▼

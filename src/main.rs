use actix_cors::Cors;
use actix_web::middleware::Logger;
use actix_web::{web, App, HttpServer};
use sqlx::PgPool;

use todo_api::{auth::AuthMiddleware, config::Config, routes};

#[actix_web::main]
async fn main() -> std::io::Result<()> {
    dotenv::dotenv().ok();
    env_logger::init();

    let config = Config::from_env();
    let pool = PgPool::connect(&config.database_url)
        .await
        .expect("Failed to connect to database");

    log::info!("Starting todo-api server at {}", config.server_url());
    HttpServer::new(move || {
        App::new()
            .app_data(web::Data::new(pool.clone()))
            // Wraps are evaluated inside-out: auth runs after CORS and logging.
            .wrap(AuthMiddleware)
            .wrap(Logger::default())
            .wrap(
                Cors::default()
                    .allow_any_origin()
                    .allow_any_method()
                    .allow_any_header()
                    .max_age(3600),
            )
            .service(routes::health::health)
            .configure(routes::config)
    })
    .bind((config.server_host.as_str(), config.server_port))?
    .run()
    .await
}
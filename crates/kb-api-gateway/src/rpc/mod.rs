//! Method registry and dispatcher for the three API surfaces.
//!
//! Each surface owns a [`Registry`] mapping a method name to a route. A route
//! decodes and checks the method's options, then runs the handler with a
//! fresh [`CallContext`]. Nothing reaches a backend before the options pass.

pub mod chat;
pub mod kvstore;
pub mod messages;
pub mod resolve;
pub mod team;

use crate::domain::correlation::CorrelationId;
use crate::domain::envelope::{Call, Reply, API_VERSION};
use crate::domain::error::{codes, ApiError, ApiResult, GatewayError};
use crate::domain::methods::{get_method_info, ApiSurface, MethodInfo};
use crate::domain::options::MethodOptions;
use crate::domain::rate_limit::RateLimitCollector;
use crate::ports::outbound::{BackendResult, Session};
use futures::future::BoxFuture;
use futures::FutureExt;
use serde::Serialize;
use serde_json::value::RawValue;
use serde_json::Value;
use std::collections::HashMap;
use std::future::Future;
use std::sync::Arc;
use tracing::{debug, error, instrument, warn, Span};

/// Per-call state handed to a handler
#[derive(Clone)]
pub struct CallContext {
    pub session: Arc<Session>,
    pub limits: RateLimitCollector,
    pub correlation_id: CorrelationId,
}

impl CallContext {
    pub fn new(session: Arc<Session>) -> Self {
        Self {
            session,
            limits: RateLimitCollector::new(),
            correlation_id: CorrelationId::new(),
        }
    }

    /// Unwrap a backend result, recording the rate limits it reported
    pub fn track<T>(&self, result: BackendResult<T>) -> ApiResult<T> {
        match result {
            Ok(limited) => {
                self.limits.record(limited.rate_limits);
                Ok(limited.value)
            }
            Err(e) => Err(ApiError::from(e)),
        }
    }
}

type HandlerFuture = BoxFuture<'static, ApiResult<Value>>;

type Invoke =
    Box<dyn Fn(CallContext, Option<&RawValue>) -> Result<HandlerFuture, GatewayError> + Send + Sync>;

/// A registered method
pub struct Route {
    pub info: &'static MethodInfo,
    invoke: Invoke,
}

/// Method table of one API surface
pub struct Registry {
    surface: ApiSurface,
    routes: HashMap<&'static str, Route>,
}

impl Registry {
    pub fn new(surface: ApiSurface) -> Self {
        Self {
            surface,
            routes: HashMap::new(),
        }
    }

    /// Register `handler` under `name`. The method must have metadata in the
    /// static method table for this surface.
    pub fn route<O, R, F, Fut>(mut self, name: &'static str, handler: F) -> Self
    where
        O: MethodOptions,
        R: Serialize + 'static,
        F: Fn(CallContext, O) -> Fut + Send + Sync + 'static,
        Fut: Future<Output = ApiResult<R>> + Send + 'static,
    {
        let Some(info) = get_method_info(self.surface, name) else {
            error!(surface = %self.surface, method = name, "No metadata for method, not registered");
            return self;
        };

        let invoke: Invoke = Box::new(move |ctx: CallContext, raw: Option<&RawValue>| {
            let options: O = decode_options(info, raw)?;
            let fut = handler(ctx, options);
            Ok(async move {
                let result = fut.await?;
                serde_json::to_value(result).map_err(|e| ApiError::internal(e.to_string()))
            }
            .boxed())
        });

        self.routes.insert(name, Route { info, invoke });
        self
    }

    pub fn surface(&self) -> ApiSurface {
        self.surface
    }

    /// Registered method names, sorted
    pub fn methods(&self) -> Vec<&'static str> {
        let mut names: Vec<_> = self.routes.keys().copied().collect();
        names.sort_unstable();
        names
    }

    pub fn get(&self, method: &str) -> Option<&Route> {
        self.routes.get(method)
    }

    /// Route one call and build its reply.
    ///
    /// Transport-level failures (version, unknown method, bad options) are
    /// returned as `Err` and produce no reply.
    #[instrument(
        name = "dispatch",
        skip(self, session, call),
        fields(
            surface = %self.surface,
            method = %call.method,
            id = call.id,
            correlation_id = tracing::field::Empty
        )
    )]
    pub async fn dispatch(&self, session: &Arc<Session>, call: &Call) -> Result<Reply, GatewayError> {
        let version = call.params.effective_version();
        if version != API_VERSION {
            return Err(GatewayError::UnsupportedVersion {
                method: call.method.clone(),
                version,
            });
        }

        let route = self
            .routes
            .get(call.method.as_str())
            .ok_or_else(|| GatewayError::UnknownMethod {
                method: call.method.clone(),
                version,
            })?;

        let ctx = CallContext::new(Arc::clone(session));
        Span::current().record("correlation_id", tracing::field::display(ctx.correlation_id));

        let fut = (route.invoke)(ctx.clone(), call.params.options.as_deref())?;
        let outcome = match tokio::time::timeout(route.info.timeout, fut).await {
            Ok(outcome) => outcome,
            Err(_) => Err(ApiError::new(
                codes::TIMEOUT,
                format!("{} timed out after {:?}", route.info.name, route.info.timeout),
            )),
        };

        let reply = match outcome {
            Ok(result) => {
                debug!("Call succeeded");
                Reply::success(call, attach_rate_limits(result, &ctx.limits))
            }
            Err(err) => {
                warn!(code = err.code, error = %err.message, "Call failed");
                Reply::failure(call, err)
            }
        };
        Ok(reply)
    }
}

fn decode_options<O: MethodOptions>(
    info: &MethodInfo,
    raw: Option<&RawValue>,
) -> Result<O, GatewayError> {
    let options = match raw {
        None if info.options_required => {
            return Err(GatewayError::invalid_options(
                info.name,
                API_VERSION,
                "empty options",
            ))
        }
        None => O::default(),
        Some(raw) => serde_json::from_str(raw.get())
            .map_err(|e| GatewayError::invalid_options(info.name, API_VERSION, e.to_string()))?,
    };
    options
        .check()
        .map_err(|reason| GatewayError::invalid_options(info.name, API_VERSION, reason))?;
    Ok(options)
}

/// Insert the aggregated rate limits under `ratelimits` when the result is
/// an object and at least one limit was reported.
fn attach_rate_limits(mut result: Value, limits: &RateLimitCollector) -> Value {
    if let Value::Object(ref mut map) = result {
        let summary = limits.summary();
        if !summary.is_empty() {
            if let Ok(value) = serde_json::to_value(summary) {
                map.insert("ratelimits".to_string(), value);
            }
        }
    }
    result
}

/// The three API surfaces
pub struct Surfaces {
    pub chat: Registry,
    pub team: Registry,
    pub kvstore: Registry,
}

impl Surfaces {
    pub fn new() -> Self {
        Self {
            chat: chat::routes(),
            team: team::routes(),
            kvstore: kvstore::routes(),
        }
    }

    pub fn get(&self, surface: ApiSurface) -> &Registry {
        match surface {
            ApiSurface::Chat => &self.chat,
            ApiSurface::Team => &self.team,
            ApiSurface::KvStore => &self.kvstore,
        }
    }
}

impl Default for Surfaces {
    fn default() -> Self {
        Self::new()
    }
}
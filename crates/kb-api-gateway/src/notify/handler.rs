//! Push notification callbacks and the JSON they produce.

use crate::domain::events::{ActivitySource, ChatActivity, PushEvent};
use crate::domain::types::{Conversation, ConversationId, ConvSummary, MsgSummary, Pagination};
use serde::Serialize;

/// Notification written to the relay sink, one JSON object per line
#[derive(Debug, Clone, PartialEq, Serialize)]
#[serde(tag = "type")]
pub enum Notification {
    #[serde(rename = "chat")]
    Chat {
        source: ActivitySource,
        #[serde(skip_serializing_if = "Option::is_none")]
        msg: Option<MsgSummary>,
        #[serde(skip_serializing_if = "Option::is_none")]
        error: Option<String>,
        #[serde(skip_serializing_if = "Option::is_none")]
        pagination: Option<Pagination>,
    },
    #[serde(rename = "chat_conv")]
    ChatConv {
        #[serde(skip_serializing_if = "Option::is_none")]
        conv: Option<ConvSummary>,
        #[serde(skip_serializing_if = "Option::is_none")]
        error: Option<String>,
    },
}

/// One callback per push kind. `None` means the event produces no output.
pub trait NotifyHandler: Send + Sync {
    fn new_chat_activity(
        &self,
        source: ActivitySource,
        activity: &ChatActivity,
    ) -> Option<Notification>;

    fn joined_conversation(
        &self,
        conv_id: &ConversationId,
        conv: Option<&Conversation>,
    ) -> Option<Notification>;

    fn left_conversation(&self, conv_id: &ConversationId) -> Option<Notification>;

    fn typing(&self, conv_id: &ConversationId, typers: &[String]) -> Option<Notification>;

    fn inbox_stale(&self) -> Option<Notification>;

    fn threads_stale(&self, conv_ids: &[ConversationId]) -> Option<Notification>;

    fn conversation_update(&self, conv_id: &ConversationId) -> Option<Notification>;
}

/// Handler that ignores every push
#[derive(Debug, Default, Clone, Copy)]
pub struct NoopNotifyHandler;

impl NotifyHandler for NoopNotifyHandler {
    fn new_chat_activity(&self, _: ActivitySource, _: &ChatActivity) -> Option<Notification> {
        None
    }

    fn joined_conversation(&self, _: &ConversationId, _: Option<&Conversation>) -> Option<Notification> {
        None
    }

    fn left_conversation(&self, _: &ConversationId) -> Option<Notification> {
        None
    }

    fn typing(&self, _: &ConversationId, _: &[String]) -> Option<Notification> {
        None
    }

    fn inbox_stale(&self) -> Option<Notification> {
        None
    }

    fn threads_stale(&self, _: &[ConversationId]) -> Option<Notification> {
        None
    }

    fn conversation_update(&self, _: &ConversationId) -> Option<Notification> {
        None
    }
}

impl PushEvent {
    /// Route the event to the matching callback of `handler`
    pub fn deliver(&self, handler: &dyn NotifyHandler) -> Option<Notification> {
        match self {
            PushEvent::NewChatActivity { source, activity } => {
                handler.new_chat_activity(*source, activity)
            }
            PushEvent::JoinedConversation { conv_id, conv } => {
                handler.joined_conversation(conv_id, conv.as_ref())
            }
            PushEvent::LeftConversation { conv_id } => handler.left_conversation(conv_id),
            PushEvent::Typing { conv_id, typers } => handler.typing(conv_id, typers),
            PushEvent::InboxStale => handler.inbox_stale(),
            PushEvent::ThreadsStale { conv_ids } => handler.threads_stale(conv_ids),
            PushEvent::ConversationUpdate { conv_id } => handler.conversation_update(conv_id),
        }
    }
}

▲

» WHAT THIS TASK INVOLVES
Where a line of the records contains the word "futures", copy that line.

» ANSWER
use futures::future::BoxFuture;
use futures::FutureExt;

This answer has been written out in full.